Few countries have ever been deemed outright currency manipulators (South Korea and Taiwan in 1988, Taiwan and China in 1992, China again in 1994 and 2019), but a limited number have consistently appeared on the so-called “monitoring list.” Three criteria must be met for a country to be deemed a currency manipulator.
1. Significant bilateral trade surplus with the United States ($15 billion or larger)
2. Material current account surplus (3% of GDP or larger)
3. Persistent, one-sided currency intervention
Meeting any two of the three places a country on the monitoring list, which in 2024 included China, Japan, Korea, Taiwan, Singapore, Vietnam, and Germany. The third criterion requires “net purchases of foreign currency, conducted repeatedly, in at least 8 out of 12 months, totaling at least 2% of an economy’s GDP.”

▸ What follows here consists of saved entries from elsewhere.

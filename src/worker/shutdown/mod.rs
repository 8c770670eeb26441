//! Termination handling for the ingestion worker.

pub mod coordinator;

pub use coordinator::{
    ShutdownCoordinator, ShutdownReport, ShutdownState, Workers, wait_for_signal,
};
#[async_trait]
impl Store for SqliteStore {
    async fn init(&self) -> Result<()> {
        info!("Running database migrations");

        sqlx::migrate!("./migrations/sqlite")
            .run(&self.pool)
            .await
            .map_err(|e| {
                error!("Failed to run migrations: {}", e);
                Error::Migrate(e)
            })?;

        Ok(())
    }

    async fn upsert_snapshot(&self, snapshot: &AllocationSnapshot) -> Result<bool> {
        debug!("Saving snapshot: {}", snapshot.id);

        let result = sqlx::query(
            r#"
            INSERT INTO allocation_snapshots (
                id, window_start, window_end, group_type, group_key,
                cpu_mcpu, mem_mib, cpu_cost_units, mem_cost_units, total_cost_units
            ) VALUES (?1, ?2, ?3, ?4, ?5, ?6, ?7, ?8, ?9, ?10)
            ON CONFLICT(window_start, window_end, group_type, group_key) DO NOTHING
            "#,
        )
        .bind(&snapshot.id)
        .bind(timestamp_text(snapshot.window_start))
        .bind(timestamp_text(snapshot.window_end))
        .bind(snapshot.group_type.to_string())
        .bind(&snapshot.group_key)
        .bind(snapshot.cpu_mcpu)
        .bind(snapshot.mem_mib)
        .bind(snapshot.cpu_cost_units)
        .bind(snapshot.mem_cost_units)
        .bind(snapshot.total_cost_units)
        .execute(&self.pool)
        .await?;

        Ok(result.rows_affected() > 0)
    }

    async fn find_snapshot(
        &self,
        window_start: DateTime<Utc>,
        window_end: DateTime<Utc>,
        group_type: GroupType,
        group_key: &str,
    ) -> Result<Option<AllocationSnapshot>> {
        debug!("Getting snapshot: {} {} {}", window_start, group_type, group_key);

        let row = sqlx::query(
            r#"
            SELECT id, window_start, window_end, group_type, group_key,
                   cpu_mcpu, mem_mib, cpu_cost_units, mem_cost_units, total_cost_units
            FROM allocation_snapshots
            WHERE window_start = ?1 AND window_end = ?2 AND group_type = ?3 AND group_key = ?4
            "#,
        )
        .bind(timestamp_text(window_start))
        .bind(timestamp_text(window_end))
        .bind(group_type.to_string())
        .bind(group_key)
        .fetch_optional(&self.pool)
        .await?;

        row.as_ref().map(snapshot_from_row).transpose()
    }

    async fn list_snapshots(&self, start: DateTime<Utc>, end: DateTime<Utc>) -> Result<Vec<AllocationSnapshot>> {
        debug!("Listing snapshots between {} and {}", start, end);

        let rows = sqlx::query(
            r#"
            SELECT id, window_start, window_end, group_type, group_key,
                   cpu_mcpu, mem_mib, cpu_cost_units, mem_cost_units, total_cost_units
            FROM allocation_snapshots
            WHERE window_start >= ?1 AND window_end <= ?2
            ORDER BY group_type, group_key, window_start
            "#,
        )
        .bind(timestamp_text(start))
        .bind(timestamp_text(end))
        .fetch_all(&self.pool)
        .await?;

        rows.iter().map(snapshot_from_row).collect()
    }

    async fn append_inventory(&self, row: &WorkloadInventory) -> Result<()> {
        debug!("Appending inventory: {}/{}/{}", row.namespace, row.kind, row.name);

        sqlx::query(
            r#"
            INSERT INTO workload_inventory (
                snapshot_id, namespace, kind, name, labels_json,
                cpu_request_mcpu, mem_request_mib, compliance_status, recorded_at
            ) VALUES (?1, ?2, ?3, ?4, ?5, ?6, ?7, ?8, ?9)
            "#,
        )
        .bind(&row.snapshot_id)
        .bind(&row.namespace)
        .bind(row.kind.to_string())
        .bind(&row.name)
        .bind(&row.labels_json)
        .bind(row.cpu_request_mcpu)
        .bind(row.mem_request_mib)
        .bind(row.compliance_status.to_string())
        .bind(timestamp_text(row.recorded_at))
        .execute(&self.pool)
        .await?;

        Ok(())
    }

    async fn list_inventory(&self, snapshot_id: &str) -> Result<Vec<WorkloadInventory>> {
        debug!("Listing inventory for snapshot: {}", snapshot_id);

        let rows = sqlx::query(
            r#"
            SELECT id, snapshot_id, namespace, kind, name, labels_json,
                   cpu_request_mcpu, mem_request_mib, compliance_status, recorded_at
            FROM workload_inventory
            WHERE snapshot_id = ?1
            ORDER BY id
            "#,
        )
        .bind(snapshot_id)
        .fetch_all(&self.pool)
        .await?;

        rows.iter().map(inventory_from_row).collect()
    }

    async fn query_usage(
        &self,
        group_type: GroupType,
        group_key: &str,
        start: DateTime<Utc>,
        end: DateTime<Utc>,
    ) -> Result<Usage> {
        debug!("Querying usage: {} {} [{}, {}]", group_type, group_key, start, end);

        let row = sqlx::query(
            r#"
            SELECT COALESCE(SUM(cpu_mcpu), 0) AS cpu,
                   COALESCE(SUM(mem_mib), 0) AS mem,
                   COALESCE(SUM(total_cost_units), 0.0) AS cost
            FROM allocation_snapshots
            WHERE group_type = ?1 AND group_key = ?2
              AND window_start >= ?3 AND window_end <= ?4
            "#,
        )
        .bind(group_type.to_string())
        .bind(group_key)
        .bind(timestamp_text(start))
        .bind(timestamp_text(end))
        .fetch_one(&self.pool)
        .await?;

        Ok(Usage {
            cpu_mcpu: row.get("cpu"),
            mem_mib: row.get("mem"),
            total_cost_units: row.get("cost"),
        })
    }

    async fn query_top_offenders(
        &self,
        scope: &OffenderScope,
        start: DateTime<Utc>,
        end: DateTime<Utc>,
        limit: i64,
    ) -> Result<Vec<Offender>> {
        debug!("Querying top offenders: {:?} [{}, {}] limit={}", scope, start, end, limit);

        let (inventory_filter, limit_param) = match scope {
            OffenderScope::Team { .. } => ("json_extract(labels_json, ?3) = ?4", "?5"),
            OffenderScope::Namespace(_) => ("namespace = ?3", "?4"),
        };
        let sql = format!(
            r#"
            SELECT s.group_key AS app_key,
                   COALESCE(SUM(s.cpu_mcpu), 0) AS cpu,
                   COALESCE(SUM(s.mem_mib), 0) AS mem,
                   COALESCE(SUM(s.total_cost_units), 0.0) AS total_cost
            FROM allocation_snapshots s
            WHERE s.group_type = 'APP'
              AND s.window_start >= ?1 AND s.window_end <= ?2
              AND s.id IN (SELECT snapshot_id FROM workload_inventory WHERE {})
            GROUP BY s.group_key
            ORDER BY total_cost DESC, s.group_key ASC
            LIMIT {}
            "#,
            inventory_filter, limit_param
        );

        let query = sqlx::query(&sql).bind(timestamp_text(start)).bind(timestamp_text(end));
        let query = match scope {
            OffenderScope::Team { label_key, value } => query.bind(label_path(label_key)).bind(value.clone()),
            OffenderScope::Namespace(namespace) => query.bind(namespace.clone()),
        };
        let rows = query.bind(limit).fetch_all(&self.pool).await?;

        Ok(rows
            .iter()
            .map(|r| Offender {
                app_key: r.get("app_key"),
                cpu_mcpu: r.get("cpu"),
                mem_mib: r.get("mem"),
                total_cost_units: r.get("total_cost"),
            })
            .collect())
    }

    async fn save_budget(&self, budget: &Budget) -> Result<()> {
        debug!("Saving budget: {}", budget.id);

        sqlx::query(
            r#"
            INSERT INTO budgets (
                id, name, selector_type, selector_key, selector_value, period,
                cpu_mcpu_limit, mem_mib_limit, warn_percent, enabled,
                webhook_secret_name, created_at, updated_at
            ) VALUES (?1, ?2, ?3, ?4, ?5, ?6, ?7, ?8, ?9, ?10, ?11, ?12, ?13)
            ON CONFLICT(id) DO UPDATE SET
                name = excluded.name,
                selector_type = excluded.selector_type,
                selector_key = excluded.selector_key,
                selector_value = excluded.selector_value,
                period = excluded.period,
                cpu_mcpu_limit = excluded.cpu_mcpu_limit,
                mem_mib_limit = excluded.mem_mib_limit,
                warn_percent = excluded.warn_percent,
                enabled = excluded.enabled,
                webhook_secret_name = excluded.webhook_secret_name,
                updated_at = excluded.updated_at
            "#,
        )
        .bind(&budget.id)
        .bind(&budget.name)
        .bind(budget.selector_type.to_string())
        .bind(&budget.selector_key)
        .bind(&budget.selector_value)
        .bind(budget.period.to_string())
        .bind(budget.cpu_mcpu_limit)
        .bind(budget.mem_mib_limit)
        .bind(budget.warn_percent)
        .bind(budget.enabled)
        .bind(&budget.webhook_secret_name)
        .bind(timestamp_text(budget.created_at))
        .bind(timestamp_text(budget.updated_at))
        .execute(&self.pool)
        .await?;

        Ok(())
    }

    async fn list_enabled_budgets(&self) -> Result<Vec<Budget>> {
        debug!("Listing enabled budgets");

        let rows = sqlx::query(
            r#"
            SELECT id, name, selector_type, selector_key, selector_value, period,
                   cpu_mcpu_limit, mem_mib_limit, warn_percent, enabled,
                   webhook_secret_name, created_at, updated_at
            FROM budgets
            WHERE enabled = 1
            ORDER BY name
            "#,
        )
        .fetch_all(&self.pool)
        .await?;

        let mut budgets = Vec::with_capacity(rows.len());
        for row in &rows {
            match budget_from_row(row) {
                Ok(budget) => budgets.push(budget),
                Err(e) => warn!("Skipping budget {}: {}", row.get::<String, _>("id"), e),
            }
        }
        Ok(budgets)
    }

    async fn append_alert(&self, alert: &Alert) -> Result<()> {
        debug!("Saving alert: {}", alert.id);

        let details_json = serde_json::to_string(&alert.details)?;

        sqlx::query(
            r#"
            INSERT INTO alerts (id, timestamp, severity, budget_name, message, details_json)
            VALUES (?1, ?2, ?3, ?4, ?5, ?6)
            "#,
        )
        .bind(&alert.id)
        .bind(timestamp_text(alert.timestamp))
        .bind(alert.severity.to_string())
        .bind(&alert.budget_name)
        .bind(&alert.message)
        .bind(details_json)
        .execute(&self.pool)
        .await?;

        Ok(())
    }

    async fn list_alerts(&self, limit: i64) -> Result<Vec<Alert>> {
        debug!("Listing alerts: limit={}", limit);

        let rows = sqlx::query(
            r#"
            SELECT id, timestamp, severity, budget_name, message, details_json
            FROM alerts
            ORDER BY timestamp DESC
            LIMIT ?1
            "#,
        )
        .bind(limit)
        .fetch_all(&self.pool)
        .await?;

        rows.iter()
            .map(|r| -> Result<Alert> {
                Ok(Alert {
                    id: r.get("id"),
                    timestamp: timestamp_from_row(r, "timestamp")?,
                    severity: r.get::<String, _>("severity").parse()?,
                    budget_name: r.get("budget_name"),
                    message: r.get("message"),
                    details: serde_json::from_str(r.get("details_json"))?,
                })
            })
            .collect()
    }
}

Not since China’s rise on the global manufacturing scene has another country made such impressive inroads into the US market as Vietnam. Since the signing of a bilateral trade agreement with the US in 2000, its market share in US imports went from essentially zero to 4.2%, closing in on Japan’s share (Figure 6).
The US bilateral trade deficit with Vietnam was $500 million in 2000; last year, it topped $123 billion. US exports to Vietnam totaled $13 billion last year, against roughly $136 billion in imports.
Beyond currency management, the US has a valid concern about so-called transshipping. This refers to third-party countries using Vietnam (or others) as a production base for exports to the US, to avoid direct US tariffs. Low labor costs make Vietnam attractive as a manufacturing production base in its own right; but given the disproportionate role foreign investment has in driving Vietnamese exports (Figure 7), trans-shipping appears to be a justifiable concern.